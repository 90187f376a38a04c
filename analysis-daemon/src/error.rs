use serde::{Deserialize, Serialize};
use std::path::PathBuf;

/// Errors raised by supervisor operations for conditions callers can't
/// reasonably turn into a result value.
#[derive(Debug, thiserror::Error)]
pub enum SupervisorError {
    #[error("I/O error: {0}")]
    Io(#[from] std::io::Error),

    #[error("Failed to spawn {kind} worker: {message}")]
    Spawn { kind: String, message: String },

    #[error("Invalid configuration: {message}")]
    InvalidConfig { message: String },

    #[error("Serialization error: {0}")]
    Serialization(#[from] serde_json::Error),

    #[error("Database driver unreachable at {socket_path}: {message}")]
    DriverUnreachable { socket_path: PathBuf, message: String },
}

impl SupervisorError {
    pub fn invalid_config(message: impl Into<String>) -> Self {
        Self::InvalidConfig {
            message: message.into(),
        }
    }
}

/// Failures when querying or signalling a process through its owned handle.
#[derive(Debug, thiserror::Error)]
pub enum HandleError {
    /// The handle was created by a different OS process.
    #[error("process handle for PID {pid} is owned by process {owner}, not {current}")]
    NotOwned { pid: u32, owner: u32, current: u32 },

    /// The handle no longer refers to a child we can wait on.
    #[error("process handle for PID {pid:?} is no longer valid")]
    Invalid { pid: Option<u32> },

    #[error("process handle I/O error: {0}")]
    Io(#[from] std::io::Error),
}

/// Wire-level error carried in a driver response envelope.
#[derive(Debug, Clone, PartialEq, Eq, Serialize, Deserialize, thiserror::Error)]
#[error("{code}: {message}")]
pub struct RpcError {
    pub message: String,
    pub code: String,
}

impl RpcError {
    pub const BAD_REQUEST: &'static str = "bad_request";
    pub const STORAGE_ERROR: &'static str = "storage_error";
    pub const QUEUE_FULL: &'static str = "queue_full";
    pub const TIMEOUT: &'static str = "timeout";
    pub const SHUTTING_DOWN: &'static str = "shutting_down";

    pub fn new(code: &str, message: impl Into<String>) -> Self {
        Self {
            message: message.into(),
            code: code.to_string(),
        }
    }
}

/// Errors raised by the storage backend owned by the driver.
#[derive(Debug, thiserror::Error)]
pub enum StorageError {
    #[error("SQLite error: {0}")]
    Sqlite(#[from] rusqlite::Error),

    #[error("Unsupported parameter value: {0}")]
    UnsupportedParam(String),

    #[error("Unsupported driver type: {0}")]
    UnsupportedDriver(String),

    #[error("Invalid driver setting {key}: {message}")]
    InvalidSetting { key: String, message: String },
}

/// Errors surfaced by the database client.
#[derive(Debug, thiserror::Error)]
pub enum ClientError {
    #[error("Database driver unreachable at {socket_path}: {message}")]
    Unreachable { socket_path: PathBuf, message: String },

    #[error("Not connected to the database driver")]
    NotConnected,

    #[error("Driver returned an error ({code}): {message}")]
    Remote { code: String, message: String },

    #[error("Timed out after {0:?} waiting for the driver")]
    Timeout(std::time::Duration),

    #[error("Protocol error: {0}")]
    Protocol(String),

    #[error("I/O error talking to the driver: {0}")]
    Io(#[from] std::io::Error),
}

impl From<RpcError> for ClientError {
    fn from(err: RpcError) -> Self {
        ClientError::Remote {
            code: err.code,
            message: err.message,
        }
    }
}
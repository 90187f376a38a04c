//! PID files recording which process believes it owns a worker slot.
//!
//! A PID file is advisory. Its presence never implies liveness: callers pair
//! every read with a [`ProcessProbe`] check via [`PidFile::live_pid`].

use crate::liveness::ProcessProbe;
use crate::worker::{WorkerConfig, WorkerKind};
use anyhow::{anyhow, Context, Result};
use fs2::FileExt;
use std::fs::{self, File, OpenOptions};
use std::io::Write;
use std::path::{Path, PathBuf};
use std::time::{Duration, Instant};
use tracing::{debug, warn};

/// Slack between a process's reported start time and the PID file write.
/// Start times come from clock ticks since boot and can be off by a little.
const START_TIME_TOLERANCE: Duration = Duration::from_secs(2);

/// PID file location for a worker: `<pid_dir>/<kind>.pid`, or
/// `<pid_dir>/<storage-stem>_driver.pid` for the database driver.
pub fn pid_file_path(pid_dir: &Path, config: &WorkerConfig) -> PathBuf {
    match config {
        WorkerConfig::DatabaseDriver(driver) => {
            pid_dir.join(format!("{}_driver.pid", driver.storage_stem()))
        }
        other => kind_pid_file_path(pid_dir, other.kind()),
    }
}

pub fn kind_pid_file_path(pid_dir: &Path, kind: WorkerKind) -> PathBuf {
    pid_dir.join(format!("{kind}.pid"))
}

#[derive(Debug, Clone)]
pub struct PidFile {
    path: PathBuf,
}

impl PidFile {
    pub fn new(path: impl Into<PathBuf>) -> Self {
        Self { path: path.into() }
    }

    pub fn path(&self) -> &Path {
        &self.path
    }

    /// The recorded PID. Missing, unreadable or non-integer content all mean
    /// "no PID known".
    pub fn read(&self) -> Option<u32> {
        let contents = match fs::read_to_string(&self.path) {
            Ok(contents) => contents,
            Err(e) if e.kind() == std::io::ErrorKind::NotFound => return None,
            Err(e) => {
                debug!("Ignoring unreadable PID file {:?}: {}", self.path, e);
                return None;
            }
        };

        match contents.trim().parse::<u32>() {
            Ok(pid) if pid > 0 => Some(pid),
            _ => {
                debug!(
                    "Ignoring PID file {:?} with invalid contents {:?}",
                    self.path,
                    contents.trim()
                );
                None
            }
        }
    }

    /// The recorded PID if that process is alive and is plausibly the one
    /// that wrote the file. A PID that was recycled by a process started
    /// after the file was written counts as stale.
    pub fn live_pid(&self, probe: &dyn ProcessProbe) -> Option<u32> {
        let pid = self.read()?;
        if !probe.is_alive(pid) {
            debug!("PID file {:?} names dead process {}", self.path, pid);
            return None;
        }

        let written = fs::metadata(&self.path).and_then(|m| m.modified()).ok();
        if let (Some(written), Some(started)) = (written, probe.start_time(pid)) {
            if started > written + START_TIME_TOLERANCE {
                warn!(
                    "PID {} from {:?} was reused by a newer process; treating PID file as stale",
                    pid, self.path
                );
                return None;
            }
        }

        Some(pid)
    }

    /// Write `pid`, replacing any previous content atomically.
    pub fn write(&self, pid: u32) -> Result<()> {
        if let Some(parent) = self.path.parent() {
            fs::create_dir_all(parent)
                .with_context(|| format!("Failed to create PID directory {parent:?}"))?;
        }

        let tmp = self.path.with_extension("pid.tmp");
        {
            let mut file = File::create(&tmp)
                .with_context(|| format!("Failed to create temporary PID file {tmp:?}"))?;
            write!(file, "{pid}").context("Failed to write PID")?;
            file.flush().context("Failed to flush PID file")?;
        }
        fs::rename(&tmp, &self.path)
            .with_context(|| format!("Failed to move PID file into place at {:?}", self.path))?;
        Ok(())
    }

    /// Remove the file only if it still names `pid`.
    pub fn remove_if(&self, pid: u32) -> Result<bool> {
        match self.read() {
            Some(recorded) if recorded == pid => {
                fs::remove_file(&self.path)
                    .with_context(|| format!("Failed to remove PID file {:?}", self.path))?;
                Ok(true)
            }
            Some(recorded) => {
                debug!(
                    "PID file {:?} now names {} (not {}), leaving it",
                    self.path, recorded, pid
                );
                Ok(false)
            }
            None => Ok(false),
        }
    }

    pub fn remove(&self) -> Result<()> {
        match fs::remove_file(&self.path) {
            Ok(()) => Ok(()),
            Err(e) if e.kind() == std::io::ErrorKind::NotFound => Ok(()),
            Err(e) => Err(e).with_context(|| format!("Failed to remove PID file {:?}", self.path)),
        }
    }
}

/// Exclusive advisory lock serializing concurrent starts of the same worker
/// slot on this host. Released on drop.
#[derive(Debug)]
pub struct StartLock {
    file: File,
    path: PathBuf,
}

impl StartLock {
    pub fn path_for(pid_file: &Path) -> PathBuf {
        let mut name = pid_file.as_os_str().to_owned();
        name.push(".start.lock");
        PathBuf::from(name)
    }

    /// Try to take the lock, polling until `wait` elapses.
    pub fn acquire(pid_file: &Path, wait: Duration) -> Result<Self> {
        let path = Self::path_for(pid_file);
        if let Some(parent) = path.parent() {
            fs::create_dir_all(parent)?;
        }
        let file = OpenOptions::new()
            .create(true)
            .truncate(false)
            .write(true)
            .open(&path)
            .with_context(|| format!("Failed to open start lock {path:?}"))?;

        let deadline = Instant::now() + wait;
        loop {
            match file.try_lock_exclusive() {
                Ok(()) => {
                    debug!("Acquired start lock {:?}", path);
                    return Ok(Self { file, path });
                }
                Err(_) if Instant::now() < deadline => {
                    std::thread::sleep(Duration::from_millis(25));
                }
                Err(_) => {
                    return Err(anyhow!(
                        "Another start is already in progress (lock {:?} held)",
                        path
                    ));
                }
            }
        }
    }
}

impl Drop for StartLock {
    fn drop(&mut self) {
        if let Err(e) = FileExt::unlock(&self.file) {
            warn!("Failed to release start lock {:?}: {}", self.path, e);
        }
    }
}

## TASK PROMPT
Set down only the lines above that fall between the line holding "is no longer" and the line holding "pub const TIMEOUT: &'static", inclusive, keeping each exact.

## TASK RESPONSE
    #[error("process handle for PID {pid:?} is no longer valid")]
    Invalid { pid: Option<u32> },

    #[error("process handle I/O error: {0}")]
    Io(#[from] std::io::Error),
}

/// Wire-level error carried in a driver response envelope.
#[derive(Debug, Clone, PartialEq, Eq, Serialize, Deserialize, thiserror::Error)]
#[error("{code}: {message}")]
pub struct RpcError {
    pub message: String,
    pub code: String,
}

impl RpcError {
    pub const BAD_REQUEST: &'static str = "bad_request";
    pub const STORAGE_ERROR: &'static str = "storage_error";
    pub const QUEUE_FULL: &'static str = "queue_full";
    pub const TIMEOUT: &'static str = "timeout";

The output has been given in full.